Records for the exercise |
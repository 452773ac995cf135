// src/pool/job.rs

//! Job and result types for the worker pool.

use std::fmt;
use std::future::Future;
use std::pin::Pin;

use thiserror::Error;
use tokio::sync::mpsc;
use tracing::debug;

/// Sequence number assigned to a job when it is submitted.
#[derive(Debug, Clone, Copy, PartialEq, Eq, Hash, PartialOrd, Ord)]
pub struct JobId(pub u64);

impl fmt::Display for JobId {
    fn fmt(&self, f: &mut fmt::Formatter<'_>) -> fmt::Result {
        write!(f, "job#{}", self.0)
    }
}

/// Why a job produced no value.
#[derive(Debug, Error)]
pub enum JobError {
    /// Skipped because an earlier job failed and the pool is fail-fast.
    #[error("not run: an earlier job failed")]
    NotRun,

    /// Skipped because the pool's cancellation token fired.
    #[error("not run: cancelled")]
    Cancelled,

    /// The job panicked while running.
    #[error("job panicked: {0}")]
    Panicked(String),

    /// The job ran and returned an error.
    #[error("{0:#}")]
    Failed(anyhow::Error),
}

impl JobError {
    /// Whether the job actually ran (as opposed to being skipped).
    pub fn ran(&self) -> bool {
        matches!(self, JobError::Failed(_) | JobError::Panicked(_))
    }
}

/// One result per submitted job, published as the job finishes.
#[derive(Debug)]
pub struct JobResult<T> {
    pub id: JobId,
    pub outcome: Result<T, JobError>,
}

impl<T> JobResult<T> {
    pub fn is_ok(&self) -> bool {
        self.outcome.is_ok()
    }

    pub fn err(&self) -> Option<&JobError> {
        self.outcome.as_ref().err()
    }
}

pub(crate) type JobFuture<T> = Pin<Box<dyn Future<Output = anyhow::Result<T>> + Send>>;

/// A job waiting in the queue.
pub(crate) struct QueuedJob<T> {
    pub(crate) id: JobId,
    pub(crate) run: Box<dyn FnOnce() -> JobFuture<T> + Send>,
}

/// The stream of [`JobResult`]s produced by a pool.
///
/// Ends once the pool is closed and every queued job has been accounted for.
/// Workers wait for this stream to be read, so drain it concurrently with
/// submitting and closing.
#[derive(Debug)]
pub struct JobResults<T> {
    rx: mpsc::Receiver<JobResult<T>>,
}

impl<T> JobResults<T> {
    pub(crate) fn new(rx: mpsc::Receiver<JobResult<T>>) -> Self {
        Self { rx }
    }

    /// Next finished job, or `None` once the stream has ended.
    pub async fn recv(&mut self) -> Option<JobResult<T>> {
        self.rx.recv().await
    }

    /// Read every remaining result, keeping only the first error.
    pub async fn drain(mut self) -> DrainReport {
        let mut report = DrainReport::default();

        while let Some(result) = self.recv().await {
            report.record(result);
        }

        debug!(
            succeeded = report.succeeded,
            failed = report.failed,
            skipped = report.skipped,
            "result stream drained"
        );
        report
    }
}

/// Tally of a drained result stream.
#[derive(Debug, Default)]
pub struct DrainReport {
    pub succeeded: usize,
    /// Jobs that ran and failed (including panics).
    pub failed: usize,
    /// Jobs skipped by fail-fast or cancellation.
    pub skipped: usize,
    /// The first error seen, with the job it came from. An error from a job
    /// that ran takes precedence over a skip notice.
    pub first_error: Option<(JobId, JobError)>,
}

impl DrainReport {
    pub fn total(&self) -> usize {
        self.succeeded + self.failed + self.skipped
    }

    fn record<T>(&mut self, result: JobResult<T>) {
        match result.outcome {
            Ok(_) => self.succeeded += 1,
            Err(err) => {
                let ran = err.ran();
                if ran {
                    self.failed += 1;
                } else {
                    self.skipped += 1;
                }

                let replace = match &self.first_error {
                    None => true,
                    Some((_, existing)) => ran && !existing.ran(),
                };
                if replace {
                    self.first_error = Some((result.id, err));
                }
            }
        }
    }
}
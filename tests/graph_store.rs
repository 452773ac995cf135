// tests/graph_store.rs

mod common;
use crate::common::builders::dag_of;
use crate::common::{init_tracing, TestResult};

use std::sync::Arc;
use std::thread;

use taskdag::dag::{Dag, GraphError, StorableDag, VertexId};

#[test]
fn concurrent_adds_from_many_threads_all_land() -> TestResult {
    init_tracing();
    let dag = Arc::new(Dag::<usize>::new());

    let handles: Vec<_> = (0..8)
        .map(|t| {
            let dag = Arc::clone(&dag);
            thread::spawn(move || {
                for i in 0..50 {
                    dag.add_vertex(format!("t{t}-{i}"), i).unwrap();
                    if i > 0 {
                        dag.add_edge(&format!("t{t}-{}", i - 1), &format!("t{t}-{i}"))
                            .unwrap();
                    }
                }
            })
        })
        .collect();

    for h in handles {
        h.join().expect("writer thread panicked");
    }

    assert_eq!(dag.len(), 400);
    assert_eq!(dag.edge_count(), 8 * 49);
    assert_eq!(dag.roots().len(), 8);
    Ok(())
}

#[test]
fn concurrent_auto_ids_are_unique() {
    let dag = Arc::new(Dag::<()>::new());

    let handles: Vec<_> = (0..4)
        .map(|_| {
            let dag = Arc::clone(&dag);
            thread::spawn(move || {
                (0..25)
                    .map(|_| dag.add_vertex("", ()).unwrap())
                    .collect::<Vec<_>>()
            })
        })
        .collect();

    let mut ids: Vec<VertexId> = handles
        .into_iter()
        .flat_map(|h| h.join().unwrap())
        .collect();
    ids.sort();
    ids.dedup();
    assert_eq!(ids.len(), 100);
}

#[test]
fn self_loop_is_rejected() {
    let dag = dag_of(&["a"], &[]);
    assert_eq!(dag.add_edge("a", "a"), Err(GraphError::SelfLoop("a".into())));
    assert_eq!(dag.edge_count(), 0);
}

#[test]
fn cycle_is_rejected_and_graph_is_unchanged() {
    let dag = dag_of(&["a", "b", "c"], &[("a", "b"), ("b", "c")]);
    let before = dag.to_string();

    let err = dag.add_edge("c", "a").unwrap_err();
    assert_eq!(
        err,
        GraphError::CycleDetected {
            from: "c".into(),
            to: "a".into()
        }
    );
    assert_eq!(dag.to_string(), before);
    assert!(dag.children("c").unwrap().is_empty());
}

#[test]
fn duplicate_vertex_keeps_original_value() {
    let dag = Dag::new();
    dag.add_vertex("x", 1).unwrap();

    assert_eq!(
        dag.add_vertex("x", 2),
        Err(GraphError::DuplicateVertex("x".into()))
    );
    assert_eq!(dag.vertex("x").as_deref(), Some(&1));
    assert_eq!(dag.len(), 1);
}

#[test]
fn edge_to_missing_vertex_is_rejected() {
    let dag = dag_of(&["a"], &[]);
    assert_eq!(
        dag.add_edge("a", "ghost"),
        Err(GraphError::VertexNotFound("ghost".into()))
    );
    assert!(matches!(
        dag.parents("ghost"),
        Err(GraphError::VertexNotFound(_))
    ));
}

#[test]
fn storable_form_survives_json() -> TestResult {
    let dag = Dag::new();
    dag.add_vertex("fetch", "git fetch".to_string())?;
    dag.add_vertex("build", "make".to_string())?;
    dag.add_edge("fetch", "build")?;

    let json = serde_json::to_string(&dag.to_storable())?;
    let stored: StorableDag<String> = serde_json::from_str(&json)?;
    let restored = Dag::from_storable(stored)?;

    assert_eq!(restored.to_string(), dag.to_string());
    assert_eq!(restored.vertex("build").as_deref(), Some(&"make".to_string()));
    Ok(())
}
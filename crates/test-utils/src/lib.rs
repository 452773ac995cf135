pub mod builders;
pub mod fake_executor;
pub mod probe;

use std::sync::Once;
use tracing_subscriber::{fmt, EnvFilter};

static INIT: Once = Once::new();

/// Initialise tracing for tests.
///
/// - Uses `with_test_writer()`, so logs are captured per-test.
/// - The Rust test harness only prints captured output for **failing** tests
///   (unless you run with `-- --nocapture`).
///
/// Enable levels with e.g.:
/// `RUST_LOG=debug cargo test`
pub fn init_tracing() {
    INIT.call_once(|| {
        let filter =
            EnvFilter::try_from_default_env().unwrap_or_else(|_| EnvFilter::new("info"));

        fmt()
            .with_env_filter(filter)
            .with_test_writer()
            .with_target(true)
            .init();
    });
}

/// Run a future with a 5-second timeout, so a hung walk fails the test
/// instead of blocking the suite.
pub async fn with_timeout<F, T>(f: F) -> T
where
    F: std::future::Future<Output = T>,
{
    tokio::time::timeout(std::time::Duration::from_secs(5), f)
        .await
        .expect("Test timed out after 5 seconds")
}
// tests/common/mod.rs

#![allow(dead_code, unused_imports)]

pub use taskdag_test_utils::builders;
pub use taskdag_test_utils::fake_executor::RecordingExecutor;
pub use taskdag_test_utils::probe::ConcurrencyProbe;
pub use taskdag_test_utils::{init_tracing, with_timeout};

pub type TestResult = Result<(), Box<dyn std::error::Error>>;
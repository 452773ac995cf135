// src/engine/mod.rs

//! Glue between the scheduling core and the application.
//!
//! - [`bounded_walk`] drives an ordered walk through a worker pool.
//! - [`first_error`] collects failures from concurrent visits.
//! - [`runner`] builds the job graph from a config and runs it.

pub mod bounded_walk;
pub mod first_error;
pub mod runner;

pub use bounded_walk::walk_bounded;
pub use first_error::ErrorCollector;
pub use runner::{
    build_job_dag, default_max_workers, run_jobs, RunOptions, RunReport, Selection,
};
// src/pool/mod.rs

//! Bounded worker pool.
//!
//! - [`worker_pool`] owns the workers, the job queue and fail-fast policy.
//! - [`job`] defines job ids, results, errors and the result stream.

pub mod job;
pub mod worker_pool;

pub use job::{DrainReport, JobError, JobId, JobResult, JobResults};
pub use worker_pool::{PoolConfig, PoolError, WorkerPool};
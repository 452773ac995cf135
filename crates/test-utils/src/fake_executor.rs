use std::collections::HashSet;
use std::sync::{Arc, Mutex};
use std::time::Duration;

use anyhow::bail;
use taskdag::exec::{ExecFuture, JobExecutor, JobSpec};
use tokio_util::sync::CancellationToken;

use crate::probe::ConcurrencyProbe;

/// A fake executor that:
/// - records the order in which jobs started and finished
/// - optionally sleeps for each job, giving other jobs a chance to overlap
/// - fails the jobs it was told to fail
/// - never spawns a process.
#[derive(Clone, Default)]
pub struct RecordingExecutor {
    started: Arc<Mutex<Vec<String>>>,
    finished: Arc<Mutex<Vec<String>>>,
    failing: Arc<HashSet<String>>,
    delay: Option<Duration>,
    probe: ConcurrencyProbe,
}

impl RecordingExecutor {
    pub fn new() -> Self {
        Self::default()
    }

    pub fn failing(mut self, jobs: &[&str]) -> Self {
        self.failing = Arc::new(jobs.iter().map(|s| s.to_string()).collect());
        self
    }

    pub fn with_delay(mut self, delay: Duration) -> Self {
        self.delay = Some(delay);
        self
    }

    pub fn started(&self) -> Vec<String> {
        self.started.lock().unwrap().clone()
    }

    pub fn finished(&self) -> Vec<String> {
        self.finished.lock().unwrap().clone()
    }

    pub fn probe(&self) -> &ConcurrencyProbe {
        &self.probe
    }
}

impl JobExecutor for RecordingExecutor {
    fn run<'a>(&'a self, job: &'a JobSpec, cancel: CancellationToken) -> ExecFuture<'a> {
        Box::pin(async move {
            let _running = self.probe.enter();
            self.started.lock().unwrap().push(job.name.clone());

            if let Some(delay) = self.delay {
                tokio::select! {
                    _ = tokio::time::sleep(delay) => {}
                    _ = cancel.cancelled() => bail!("job '{}' cancelled", job.name),
                }
            }

            self.finished.lock().unwrap().push(job.name.clone());

            if self.failing.contains(&job.name) {
                bail!("job '{}' failed on purpose", job.name);
            }
            Ok(())
        })
    }
}
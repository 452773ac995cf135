// src/dag/mod.rs

//! DAG storage and dependency-ordered traversal.
//!
//! - [`graph`] holds the thread-safe graph store.
//! - [`vertex`] defines vertex ids and the vertex view handed to visitors.
//! - [`error`] lists the ways a mutation can be rejected.
//! - [`storable`] converts a graph to and from a serializable form.
//! - [`traverse`] provides sequential DFS / BFS traversals.
//! - [`visitation`] holds the per-walk state machine.
//! - [`walk`] drives the concurrent, ordered walk.

pub mod error;
pub mod graph;
pub mod storable;
pub mod traverse;
pub mod vertex;
pub mod visitation;
pub mod walk;

pub use error::{GraphError, GraphResult};
pub use graph::Dag;
pub use storable::{StorableDag, StorableEdge, StorableVertex};
pub use vertex::{Vertex, VertexId};
pub use visitation::{VisitState, WalkSummary};
pub use walk::walk;
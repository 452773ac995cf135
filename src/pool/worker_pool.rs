// src/pool/worker_pool.rs

use std::future::Future;
use std::sync::atomic::{AtomicBool, AtomicU64, Ordering};
use std::sync::Arc;

use thiserror::Error;
use tokio::sync::{mpsc, Mutex};
use tokio::task::JoinHandle;
use tokio_util::sync::CancellationToken;
use tracing::{debug, info, warn};

use crate::pool::job::{JobError, JobFuture, JobId, JobResult, JobResults, QueuedJob};

/// Sizing and failure policy of a [`WorkerPool`].
#[derive(Debug, Clone, Copy, PartialEq, Eq)]
pub struct PoolConfig {
    /// Number of workers, and so the maximum number of jobs running at once.
    /// Zero is treated as one.
    pub max_workers: usize,
    /// Stop starting queued jobs once any job has failed.
    pub fail_fast: bool,
}

impl PoolConfig {
    pub fn new(max_workers: usize, fail_fast: bool) -> Self {
        Self {
            max_workers,
            fail_fast,
        }
    }
}

#[derive(Debug, Error, Clone, Copy, PartialEq, Eq)]
pub enum PoolError {
    #[error("worker pool is closed")]
    Closed,
}

/// State shared by every worker of one pool.
#[derive(Debug)]
struct Shared {
    fail_fast: bool,
    failed: AtomicBool,
    cancel: CancellationToken,
}

/// A fixed set of workers pulling jobs from one queue.
///
/// At most `max_workers` jobs run at any moment. Every submitted job yields
/// exactly one [`JobResult`] on the [`JobResults`] stream returned by
/// [`WorkerPool::new`], in completion order:
///
/// - a job that ran produces its value or [`JobError::Failed`] /
///   [`JobError::Panicked`];
/// - with `fail_fast`, jobs dequeued after a failure are dropped unrun and
///   report [`JobError::NotRun`]; jobs already running are left alone;
/// - jobs dequeued after `cancel` fires report [`JobError::Cancelled`].
///
/// Failed jobs are never retried.
pub struct WorkerPool<T> {
    jobs_tx: Option<mpsc::Sender<QueuedJob<T>>>,
    workers: Vec<JoinHandle<()>>,
    next_id: AtomicU64,
    shared: Arc<Shared>,
}

impl<T: Send + 'static> WorkerPool<T> {
    /// Start the workers and return the pool with its result stream.
    ///
    /// Must be called from within a Tokio runtime.
    pub fn new(config: PoolConfig, cancel: CancellationToken) -> (Self, JobResults<T>) {
        let max_workers = config.max_workers.max(1);

        let (jobs_tx, jobs_rx) = mpsc::channel::<QueuedJob<T>>(max_workers);
        let (results_tx, results_rx) = mpsc::channel::<JobResult<T>>(max_workers);
        let jobs_rx = Arc::new(Mutex::new(jobs_rx));

        let shared = Arc::new(Shared {
            fail_fast: config.fail_fast,
            failed: AtomicBool::new(false),
            cancel,
        });

        let workers = (1..=max_workers)
            .map(|worker_id| {
                tokio::spawn(worker_loop(
                    worker_id,
                    Arc::clone(&jobs_rx),
                    results_tx.clone(),
                    Arc::clone(&shared),
                ))
            })
            .collect();

        info!(max_workers, fail_fast = config.fail_fast, "worker pool started");

        let pool = Self {
            jobs_tx: Some(jobs_tx),
            workers,
            next_id: AtomicU64::new(0),
            shared,
        };
        (pool, JobResults::new(results_rx))
    }

    /// Queue a job.
    ///
    /// Waits while the queue is full and every worker is busy. Jobs are
    /// accepted even after a fail-fast failure; they are then reported as
    /// [`JobError::NotRun`].
    pub async fn submit<F, Fut>(&self, job: F) -> Result<JobId, PoolError>
    where
        F: FnOnce() -> Fut + Send + 'static,
        Fut: Future<Output = anyhow::Result<T>> + Send + 'static,
    {
        let tx = self.jobs_tx.as_ref().ok_or(PoolError::Closed)?;
        let id = JobId(self.next_id.fetch_add(1, Ordering::Relaxed));

        let queued = QueuedJob {
            id,
            run: Box::new(move || -> JobFuture<T> { Box::pin(job()) }),
        };

        tx.send(queued).await.map_err(|_| PoolError::Closed)?;
        debug!(%id, "job queued");
        Ok(id)
    }

    /// Whether a job has failed while fail-fast is on.
    pub fn has_failed(&self) -> bool {
        self.shared.failed.load(Ordering::Acquire)
    }

    /// Stop accepting jobs and wait for the queue to drain.
    ///
    /// Once this returns the result stream has received every result and
    /// ends. The stream must be read concurrently, or workers waiting to
    /// publish will never finish.
    pub async fn close(&mut self) {
        if self.jobs_tx.take().is_some() {
            debug!("worker pool closed for new jobs");
        }
        self.wait().await;
    }

    /// Wait for every worker to exit.
    ///
    /// Workers only exit after [`close`](Self::close) (or after the pool is
    /// dropped), so on an open pool this waits until it is closed elsewhere.
    pub async fn wait(&mut self) {
        for handle in self.workers.drain(..) {
            if let Err(err) = handle.await {
                warn!(error = %err, "worker task ended abnormally");
            }
        }
    }
}

async fn worker_loop<T: Send + 'static>(
    worker_id: usize,
    jobs: Arc<Mutex<mpsc::Receiver<QueuedJob<T>>>>,
    results: mpsc::Sender<JobResult<T>>,
    shared: Arc<Shared>,
) {
    debug!(worker_id, "worker started");

    loop {
        // Only one idle worker waits on the queue at a time; the lock is
        // released as soon as a job is taken.
        let next = {
            let mut rx = jobs.lock().await;
            rx.recv().await
        };
        let Some(QueuedJob { id, run }) = next else {
            break;
        };

        let outcome = if shared.cancel.is_cancelled() {
            debug!(worker_id, %id, "pool cancelled; skipping job");
            Err(JobError::Cancelled)
        } else if shared.fail_fast && shared.failed.load(Ordering::Acquire) {
            debug!(worker_id, %id, "earlier job failed; skipping job");
            Err(JobError::NotRun)
        } else {
            debug!(worker_id, %id, "running job");
            execute(run).await
        };

        if let Err(err) = &outcome {
            if err.ran() {
                warn!(worker_id, %id, error = %err, "job failed");
                if shared.fail_fast && !shared.failed.swap(true, Ordering::AcqRel) {
                    info!(%id, "fail-fast: no further jobs will be started");
                }
            }
        }

        if results.send(JobResult { id, outcome }).await.is_err() {
            debug!(worker_id, %id, "result stream dropped; discarding result");
        }
    }

    debug!(worker_id, "worker finished (queue closed)");
}

/// Run a job on its own task so a panic is reported instead of taking the
/// worker down with it.
async fn execute<T: Send + 'static>(
    run: Box<dyn FnOnce() -> JobFuture<T> + Send>,
) -> Result<T, JobError> {
    match tokio::spawn(run()).await {
        Ok(Ok(value)) => Ok(value),
        Ok(Err(err)) => Err(JobError::Failed(err)),
        Err(join_err) if join_err.is_panic() => {
            let payload = join_err.into_panic();
            let message = payload
                .downcast_ref::<&str>()
                .map(|s| s.to_string())
                .or_else(|| payload.downcast_ref::<String>().cloned())
                .unwrap_or_else(|| "unknown panic payload".to_string());
            Err(JobError::Panicked(message))
        }
        Err(_) => Err(JobError::Cancelled),
    }
}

Task goal |
Copy out each line of the data in which the word "restored" appears.

Result below |
    let restored = Dag::from_storable(stored)?;
    assert_eq!(restored.to_string(), dag.to_string());
    assert_eq!(restored.vertex("build").as_deref(), Some(&"make".to_string()));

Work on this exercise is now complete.